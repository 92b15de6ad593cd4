//! Request authentication.
//!
//! Every interaction is signed by the platform with Ed25519 over the
//! concatenation of the `X-Signature-Timestamp` header and the raw request
//! body. The signature travels hex-encoded in `X-Signature-Ed25519`.
//!
//! Verification must happen on the raw bytes, before the body is parsed.

use ed25519_dalek::{Signature, Verifier, VerifyingKey};
use tracing::trace;

use crate::error::{AuthError, AuthResult};

/// Header carrying the hex-encoded detached signature.
pub const SIGNATURE_HEADER: &str = "X-Signature-Ed25519";

/// Header carrying the timestamp that prefixes the signed message.
pub const TIMESTAMP_HEADER: &str = "X-Signature-Timestamp";

/// Verifies incoming requests against the application's public key.
#[derive(Debug, Clone)]
pub struct SignatureGate {
    key: VerifyingKey,
}

impl SignatureGate {
    /// Creates a gate from a raw 32-byte public key.
    pub fn new(public_key: &[u8; 32]) -> AuthResult<Self> {
        let key = VerifyingKey::from_bytes(public_key).map_err(|e| AuthError::InvalidPublicKey {
            reason: e.to_string(),
        })?;
        Ok(Self { key })
    }

    /// Creates a gate from the hex-encoded key shown in the developer portal.
    pub fn from_hex(public_key: &str) -> AuthResult<Self> {
        let bytes = hex::decode(public_key.trim()).map_err(|e| AuthError::InvalidPublicKey {
            reason: e.to_string(),
        })?;
        let bytes: [u8; 32] = bytes
            .try_into()
            .map_err(|b: Vec<u8>| AuthError::InvalidPublicKey {
                reason: format!("expected 32 bytes, got {}", b.len()),
            })?;
        Self::new(&bytes)
    }

    /// Wraps an already decoded verifying key.
    pub fn from_key(key: VerifyingKey) -> Self {
        Self { key }
    }

    /// Returns the verifying key.
    pub fn key(&self) -> &VerifyingKey {
        &self.key
    }

    /// Verifies a request given its raw body and optional signature headers.
    pub fn verify(
        &self,
        body: &[u8],
        signature: Option<&str>,
        timestamp: Option<&str>,
    ) -> AuthResult<()> {
        let (Some(signature), Some(timestamp)) = (signature, timestamp) else {
            trace!("Rejecting request with missing signature headers");
            return Err(AuthError::InvalidSignature);
        };
        verify(body, signature, timestamp, &self.key)
    }
}

/// Verifies the detached `signature` over `timestamp || body`.
///
/// Any malformed input fails with [`AuthError::InvalidSignature`]; the
/// function has no side effects.
pub fn verify(body: &[u8], signature: &str, timestamp: &str, key: &VerifyingKey) -> AuthResult<()> {
    let raw = hex::decode(signature).map_err(|_| AuthError::InvalidSignature)?;
    let signature = Signature::from_slice(&raw).map_err(|_| AuthError::InvalidSignature)?;

    let mut message = Vec::with_capacity(timestamp.len() + body.len());
    message.extend_from_slice(timestamp.as_bytes());
    message.extend_from_slice(body);

    key.verify(&message, &signature)
        .map_err(|_| AuthError::InvalidSignature)
}

#[cfg(test)]
mod tests {
    use super::*;
    use ed25519_dalek::{Signer, SigningKey};

    const TIMESTAMP: &str = "1700000000";
    const BODY: &[u8] = br#"{"type":1}"#;

    fn signing_key() -> SigningKey {
        SigningKey::from_bytes(&[7u8; 32])
    }

    fn sign(key: &SigningKey, timestamp: &str, body: &[u8]) -> String {
        let mut message = timestamp.as_bytes().to_vec();
        message.extend_from_slice(body);
        hex::encode(key.sign(&message).to_bytes())
    }

    fn gate() -> SignatureGate {
        SignatureGate::from_key(signing_key().verifying_key())
    }

    #[test]
    fn test_valid_signature_verifies() {
        let signature = sign(&signing_key(), TIMESTAMP, BODY);
        assert_eq!(gate().verify(BODY, Some(&signature), Some(TIMESTAMP)), Ok(()));
    }

    #[test]
    fn test_any_signature_bit_flip_fails() {
        let signature = hex::decode(sign(&signing_key(), TIMESTAMP, BODY)).unwrap();
        for byte in 0..signature.len() {
            for bit in 0..8 {
                let mut mutated = signature.clone();
                mutated[byte] ^= 1 << bit;
                let result = gate().verify(BODY, Some(&hex::encode(&mutated)), Some(TIMESTAMP));
                assert_eq!(result, Err(AuthError::InvalidSignature), "byte {byte} bit {bit}");
            }
        }
    }

    #[test]
    fn test_any_body_bit_flip_fails() {
        let signature = sign(&signing_key(), TIMESTAMP, BODY);
        for byte in 0..BODY.len() {
            for bit in 0..8 {
                let mut mutated = BODY.to_vec();
                mutated[byte] ^= 1 << bit;
                let result = gate().verify(&mutated, Some(&signature), Some(TIMESTAMP));
                assert_eq!(result, Err(AuthError::InvalidSignature), "byte {byte} bit {bit}");
            }
        }
    }

    #[test]
    fn test_timestamp_is_part_of_signed_message() {
        let signature = sign(&signing_key(), TIMESTAMP, BODY);
        let result = gate().verify(BODY, Some(&signature), Some("1700000001"));
        assert_eq!(result, Err(AuthError::InvalidSignature));
    }

    #[test]
    fn test_missing_headers_fail() {
        let signature = sign(&signing_key(), TIMESTAMP, BODY);
        assert_eq!(
            gate().verify(BODY, None, Some(TIMESTAMP)),
            Err(AuthError::InvalidSignature)
        );
        assert_eq!(
            gate().verify(BODY, Some(&signature), None),
            Err(AuthError::InvalidSignature)
        );
    }

    #[test]
    fn test_malformed_hex_fails() {
        assert_eq!(
            gate().verify(BODY, Some("not-hex"), Some(TIMESTAMP)),
            Err(AuthError::InvalidSignature)
        );
        assert_eq!(
            gate().verify(BODY, Some("abcd"), Some(TIMESTAMP)),
            Err(AuthError::InvalidSignature)
        );
    }

    #[test]
    fn test_wrong_key_fails() {
        let other = SigningKey::from_bytes(&[9u8; 32]);
        let signature = sign(&other, TIMESTAMP, BODY);
        assert_eq!(
            gate().verify(BODY, Some(&signature), Some(TIMESTAMP)),
            Err(AuthError::InvalidSignature)
        );
    }

    #[test]
    fn test_from_hex_roundtrips_portal_key() {
        let hex_key = hex::encode(signing_key().verifying_key().to_bytes());
        let gate = SignatureGate::from_hex(&hex_key).unwrap();
        assert_eq!(gate.key(), &signing_key().verifying_key());
    }

    #[test]
    fn test_from_hex_rejects_bad_keys() {
        assert!(matches!(
            SignatureGate::from_hex("zz"),
            Err(AuthError::InvalidPublicKey { .. })
        ));
        assert!(matches!(
            SignatureGate::from_hex("abcdef"),
            Err(AuthError::InvalidPublicKey { .. })
        ));
    }
}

■ EXERCISE DESCRIPTION
All lines in the data above from the one with "hex-encoded detached signature." through the one with "pub fn new(public_key: &[u8;" must be repeated exactly, and no others.

■ ANSWER TO THIS EXERCISE
/// Header carrying the hex-encoded detached signature.
pub const SIGNATURE_HEADER: &str = "X-Signature-Ed25519";

/// Header carrying the timestamp that prefixes the signed message.
pub const TIMESTAMP_HEADER: &str = "X-Signature-Timestamp";

/// Verifies incoming requests against the application's public key.
#[derive(Debug, Clone)]
pub struct SignatureGate {
    key: VerifyingKey,
}

impl SignatureGate {
    /// Creates a gate from a raw 32-byte public key.
    pub fn new(public_key: &[u8; 32]) -> AuthResult<Self> {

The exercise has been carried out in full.